Conte-Ecology / conteStreamTemperature

Package for cleaning and analyzing stream daily stream temperature
MIT License
1 stars 1 forks source link

package location #5

Closed djhocking closed 9 years ago

djhocking commented 10 years ago

We are accumulating many repos on GitHub in Conte-Ecology and github doesn't allow for hierarchies of repos. There is some concern that this will create a mess and when we come back to projects after time away or as new people are added, it will be overly confusing to determine which repo to use.

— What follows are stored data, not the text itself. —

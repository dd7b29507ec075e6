//! # Catalog Aggregator
//!
//! Owns the published catalog and the paging cursor. Every outbound request
//! is described by a [`PageTicket`]; a completion is applied only if its
//! ticket is still the one in flight, so pages from a superseded mode or
//! offset never reach the catalog.

use serde::{Deserialize, Serialize};
use std::sync::Arc;

use super::character::{validate_records, Character, RawRecord};
use super::sections::{merge, Catalog};
use crate::error::FetchError;
use crate::source::{CatalogSource, PageRequest};

/// Offset of the most recently requested page
#[derive(Debug, Clone, Copy, PartialEq, Eq, Serialize, Deserialize)]
pub struct PagingCursor {
    pub offset: u32,
    pub page_size: u32,
}

impl PagingCursor {
    pub fn new(page_size: u32) -> Self {
        Self {
            offset: 0,
            page_size,
        }
    }

    pub fn advance(&mut self) {
        self.offset += self.page_size;
    }

    pub fn reset(&mut self) {
        self.offset = 0;
    }
}

/// Identifies one outbound page request
#[derive(Debug, Clone, PartialEq, Eq)]
pub struct PageTicket {
    /// Reset count at the time of the request
    pub generation: u64,
    pub offset: u32,
    pub limit: u32,
    pub filter: Option<String>,
}

impl PageTicket {
    pub fn request(&self) -> PageRequest {
        PageRequest {
            offset: self.offset,
            limit: self.limit,
            name_starts_with: self.filter.clone(),
        }
    }
}

/// Result of applying a completion
#[derive(Debug, Clone, PartialEq)]
pub enum PageOutcome {
    /// Merged; the new catalog has been published
    Applied(Arc<Catalog>),
    /// The fetch failed; the catalog is unchanged
    Failed(FetchError),
    /// The ticket was superseded; nothing changed
    Discarded,
}

/// Paging state plus the accumulated catalog
#[derive(Debug)]
pub struct Aggregator {
    catalog: Arc<Catalog>,
    cursor: PagingCursor,
    filter: Option<String>,
    generation: u64,
    in_flight: Option<PageTicket>,
    failed: Option<PageTicket>,
}

/// Ask the source for the page a ticket describes
pub async fn request_page(
    source: &dyn CatalogSource,
    ticket: &PageTicket,
) -> Result<Vec<RawRecord>, FetchError> {
    source.fetch_page(&ticket.request()).await
}

impl Aggregator {
    pub fn new(page_size: u32) -> Self {
        Self {
            catalog: Arc::new(Catalog::new()),
            cursor: PagingCursor::new(page_size),
            filter: None,
            generation: 0,
            in_flight: None,
            failed: None,
        }
    }

    /// Current published catalog
    pub fn catalog(&self) -> Arc<Catalog> {
        Arc::clone(&self.catalog)
    }

    pub fn offset(&self) -> u32 {
        self.cursor.offset
    }

    /// Active search filter, `None` in browse mode
    pub fn filter(&self) -> Option<&str> {
        self.filter.as_deref()
    }

    pub fn is_loading(&self) -> bool {
        self.in_flight.is_some()
    }

    fn ticket(&self) -> PageTicket {
        PageTicket {
            generation: self.generation,
            offset: self.cursor.offset,
            limit: self.cursor.page_size,
            filter: self.filter.clone(),
        }
    }

    /// Issue a fetch for the current offset and mode, superseding whatever
    /// is in flight
    pub fn request_current(&mut self) -> PageTicket {
        let ticket = self.ticket();
        self.failed = None;
        self.in_flight = Some(ticket.clone());
        ticket
    }

    /// Next page, or `None` while a fetch is in flight. After a failure the
    /// failed page is requested again instead of advancing.
    pub fn load_more(&mut self) -> Option<PageTicket> {
        if self.in_flight.is_some() {
            tracing::debug!(offset = self.cursor.offset, "Load more suppressed; fetch in flight");
            return None;
        }

        if let Some(failed) = self.failed.take() {
            self.cursor.offset = failed.offset;
            self.in_flight = Some(failed.clone());
            return Some(failed);
        }

        self.cursor.advance();
        Some(self.request_current())
    }

    fn reset(&mut self, filter: Option<String>) {
        self.catalog = Arc::new(Catalog::new());
        self.cursor.reset();
        self.filter = filter;
        self.generation += 1;
        self.in_flight = None;
        self.failed = None;
    }

    /// Clear the catalog and rewind to offset 0 for a new search term
    pub fn reset_for_search(&mut self, filter: impl Into<String>) {
        self.reset(Some(filter.into()));
    }

    /// Clear the catalog and rewind to offset 0 for unfiltered browsing
    pub fn reset_for_browse(&mut self) {
        self.reset(None);
    }

    /// Apply a completed fetch
    pub fn apply(
        &mut self,
        ticket: &PageTicket,
        result: Result<Vec<RawRecord>, FetchError>,
    ) -> PageOutcome {
        if self.in_flight.as_ref() != Some(ticket) {
            tracing::debug!(
                offset = ticket.offset,
                generation = ticket.generation,
                current_generation = self.generation,
                "Discarding stale page"
            );
            return PageOutcome::Discarded;
        }
        self.in_flight = None;

        match result {
            Ok(records) => {
                let characters = validate_records(&records, Character::from_record);
                let merged = merge(&self.catalog, characters, ticket.filter.as_deref());
                tracing::info!(
                    offset = ticket.offset,
                    received = records.len(),
                    total = merged.len(),
                    "Page applied"
                );
                self.catalog = Arc::new(merged);
                PageOutcome::Applied(self.catalog())
            }
            Err(e) => {
                tracing::warn!(offset = ticket.offset, error = %e, "Page fetch failed");
                // Roll back so the next load_more re-requests this page
                self.cursor.offset = ticket.offset.saturating_sub(self.cursor.page_size);
                self.failed = Some(ticket.clone());
                PageOutcome::Failed(e)
            }
        }
    }
}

This is particularly the case for the temperatureProject and streamTemperature repos. streamTemperature is the R package that will hold the functions, documentation, test data, and vignettes. temperatureProject is the repository for conducting analyses (RMarkdown files) and writing reports and manuscripts. temperatureProject Rmd scripts install and load the streamTemperature Given the similarity in the names, this could be quite unclear in the future.

There are a few options that I can see going forward but I'm unsure of the pros and cons of all and different people's preferences.

  1. Keep things separate and independent but each person can keep their cloned folders in directory structures that make sense to them. For example, my folder structure might be ~/Research/Stream_Climate_Change/temperatureProject for the analysis, reports, manuscripts, etc. and ~/Packages/streamTemperature for the streamTemperature package and other packages that I work on.
  2. Change the names of repos to reflect whether they are packages or not (i.e. packageStreamTemperature. I think this would work and the package could still be named streamTemperature
  3. Put streamTemperature as a package within temperatureProject. I'm not sure if this would cause problems with the R package build using RStudio, devtools, and roxygen2 or with git and GitHub. Although potentially complicated to have git nested within git it might be taken care of by adding streamTemperature/ to the .gitignore file within temperatureProject. This could also make sense if we wanted to host reports on GitHub using the gh-pages option. Then everything is in 1 repo. I'm just not sure if this would all work or if it would cause more headaches than it's worth.
  4. Put streamTemperature and all other packages as subfolders within a single repository called packages or contePackages. The downside of this (and maybe option 3) would be commits and reverts and such could get REALLY messing with git/GitHub.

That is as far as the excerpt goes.